Metrosexual: It is misty what each shading implies. The maker Mark Thaler offers memorabilia with this banner on it.)

 

 

 

 

 

Heterosexuality Flag

 

Heterosexual Pride - Black and white stripes - Heterosexual, generally cisgender, individuals. The high contrast stripes speak to appreciation for the contrary sex. The expression "heterosexual" was coined in the mid-nineteenth century by an Austro-Hungarian columnist named Károly Mária Kertbeny.

This is an exceptionally dubious banner in light of the fact that dissimilar to the Ally Pride hail, which speaks to straight individuals and other people who particularly bolster the LGBT community, the heterosexual banner isn't really a partner signal. Some heterosexual-distinguished individuals utilize the banner as a homophobic response to LGBT pride.

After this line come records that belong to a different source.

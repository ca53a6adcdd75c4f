//! Type-specific detail payloads
//!
//! The meaningful field set of an opportunity depends on its `type`
//! discriminant, so the details are an explicit tagged union rather than a
//! bag of optional fields. The wire format keeps the discriminant at the
//! record root; `typeSpecificDetails` carries only the payload object, which
//! is why [`TypeDetails`] serialises as the bare payload and is rebuilt from
//! the sibling `type` field on read (see [`TypeDetails::from_value`]).
//!
//! Stale keys left over from a previous type selection are tolerated on read
//! (unknown fields are ignored) and can never be emitted on write because
//! each payload struct only serialises its own fields.

use serde::{Deserialize, Serialize};

use super::opportunity::OpportunityType;

/// Delivery mode for a training engagement
#[derive(Debug, Clone, Copy, PartialEq, Eq, Serialize, Deserialize, Default)]
pub enum ModeOfTraining {
    #[default]
    Online,
    Classroom,
    Hybrid,
}

/// Details for a training engagement
#[derive(Debug, Clone, PartialEq, Serialize, Deserialize, Default)]
#[serde(rename_all = "camelCase", default)]
pub struct TrainingDetails {
    pub technology: Option<String>,
    pub training_name: Option<String>,
    pub mode_of_training: ModeOfTraining,
    pub training_location: Option<String>,
}

/// Details for an exam-voucher sale
#[derive(Debug, Clone, PartialEq, Serialize, Deserialize, Default)]
#[serde(rename_all = "camelCase", default)]
pub struct VoucherDetails {
    pub technology: Option<String>,
    pub exam_details: Option<String>,
    pub number_of_vouchers: u32,
    pub exam_location: Option<String>,
}

/// Details for a lab-support engagement
#[derive(Debug, Clone, PartialEq, Serialize, Deserialize, Default)]
#[serde(rename_all = "camelCase", default)]
pub struct LabSupportDetails {
    pub technology: Option<String>,
    pub lab_type: Option<String>,
    pub number_of_labs: u32,
}

/// Details for a resource-support engagement
#[derive(Debug, Clone, PartialEq, Serialize, Deserialize, Default)]
#[serde(rename_all = "camelCase", default)]
pub struct ResourceSupportDetails {
    pub technology: Option<String>,
    pub resource_role: Option<String>,
    pub number_of_resources: u32,
}

/// Details for a content-development engagement
#[derive(Debug, Clone, PartialEq, Serialize, Deserialize, Default)]
#[serde(rename_all = "camelCase", default)]
pub struct ContentDevelopmentDetails {
    pub technology: Option<String>,
    pub content_type: Option<String>,
    pub number_of_modules: u32,
}

/// Details for a product-support engagement
#[derive(Debug, Clone, PartialEq, Serialize, Deserialize, Default)]
#[serde(rename_all = "camelCase", default)]
pub struct ProductSupportDetails {
    pub product_name: Option<String>,
    pub support_level: Option<String>,
    pub license_count: u32,
}

/// Tagged union of per-type detail payloads
///
/// Serialises as the bare payload object; the discriminant lives at the
/// record root. There is deliberately no `Deserialize` impl: reading
/// requires the sibling `type` field, so use [`TypeDetails::from_value`].
#[derive(Debug, Clone, PartialEq)]
pub enum TypeDetails {
    Training(TrainingDetails),
    Vouchers(VoucherDetails),
    LabSupport(LabSupportDetails),
    ResourceSupport(ResourceSupportDetails),
    ContentDevelopment(ContentDevelopmentDetails),
    ProductSupport(ProductSupportDetails),
}

impl TypeDetails {
    /// The discriminant this payload belongs to
    pub fn opportunity_type(&self) -> OpportunityType {
        match self {
            Self::Training(_) => OpportunityType::Training,
            Self::Vouchers(_) => OpportunityType::Vouchers,
            Self::LabSupport(_) => OpportunityType::LabSupport,
            Self::ResourceSupport(_) => OpportunityType::ResourceSupport,
            Self::ContentDevelopment(_) => OpportunityType::ContentDevelopment,
            Self::ProductSupport(_) => OpportunityType::ProductSupport,
        }
    }

    /// An empty payload for the given discriminant
    pub fn empty_for(ty: OpportunityType) -> Self {
        match ty {
            OpportunityType::Training => Self::Training(TrainingDetails::default()),
            OpportunityType::Vouchers => Self::Vouchers(VoucherDetails::default()),
            OpportunityType::LabSupport => Self::LabSupport(LabSupportDetails::default()),
            OpportunityType::ResourceSupport => {
                Self::ResourceSupport(ResourceSupportDetails::default())
            }
            OpportunityType::ContentDevelopment => {
                Self::ContentDevelopment(ContentDevelopmentDetails::default())
            }
            OpportunityType::ProductSupport => {
                Self::ProductSupport(ProductSupportDetails::default())
            }
        }
    }

    /// Rebuild the typed payload from a raw `typeSpecificDetails` object.
    ///
    /// Unknown keys (stale leftovers from a previous type selection) are
    /// ignored; missing keys fall back to the payload defaults. `null` or a
    /// missing object yields the empty payload for the discriminant.
    pub fn from_value(
        ty: OpportunityType,
        value: serde_json::Value,
    ) -> Result<Self, serde_json::Error> {
        if value.is_null() {
            return Ok(Self::empty_for(ty));
        }
        Ok(match ty {
            OpportunityType::Training => Self::Training(serde_json::from_value(value)?),
            OpportunityType::Vouchers => Self::Vouchers(serde_json::from_value(value)?),
            OpportunityType::LabSupport => Self::LabSupport(serde_json::from_value(value)?),
            OpportunityType::ResourceSupport => {
                Self::ResourceSupport(serde_json::from_value(value)?)
            }
            OpportunityType::ContentDevelopment => {
                Self::ContentDevelopment(serde_json::from_value(value)?)
            }
            OpportunityType::ProductSupport => {
                Self::ProductSupport(serde_json::from_value(value)?)
            }
        })
    }
}

impl Serialize for TypeDetails {
    fn serialize<S>(&self, serializer: S) -> Result<S::Ok, S::Error>
    where
        S: serde::Serializer,
    {
        match self {
            Self::Training(d) => d.serialize(serializer),
            Self::Vouchers(d) => d.serialize(serializer),
            Self::LabSupport(d) => d.serialize(serializer),
            Self::ResourceSupport(d) => d.serialize(serializer),
            Self::ContentDevelopment(d) => d.serialize(serializer),
            Self::ProductSupport(d) => d.serialize(serializer),
        }
    }
}
//! Client company records

use serde::{Deserialize, Serialize};

/// A contact at a client company
#[derive(Debug, Clone, PartialEq, Eq, Serialize, Deserialize, Default)]
#[serde(rename_all = "camelCase", default)]
pub struct ContactPerson {
    pub name: String,
    pub designation: Option<String>,
    pub is_primary: bool,
}

/// A client company with its contact persons
#[derive(Debug, Clone, PartialEq, Eq, Serialize, Deserialize, Default)]
#[serde(rename_all = "camelCase", default)]
pub struct Client {
    #[serde(alias = "_id")]
    pub id: String,
    pub company_name: String,
    pub contact_persons: Vec<ContactPerson>,
}

impl Client {
    /// The primary contact, falling back to the first listed one
    pub fn primary_contact(&self) -> Option<&ContactPerson> {
        self.contact_persons
            .iter()
            .find(|c| c.is_primary)
            .or_else(|| self.contact_persons.first())
    }
}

Others may utilize the banner as an indicator of their sexual introduction, yet even that inspiration is exceptionally faulty to the possibility of equality notwithstanding benefit. Be that as it may, it is conceivable to be heterosexual and trans* or non-binary, so now and then individuals utilize this to speak to pride while as yet being a piece of the LGBT community.

 

Cisgender Pride Flag Stamp

 

Cisgender Pride - Three flat stripes, through and through: Gray, Light Gray, and Gray. Cisgender. I don't know who made this banner or what the hues originally implied, yet my figure is that Gray may speak to purported "commonality", even however cisgender individuals are not by one means or another more typical than anybody else and Light Gray may speak to gender when all is said in done.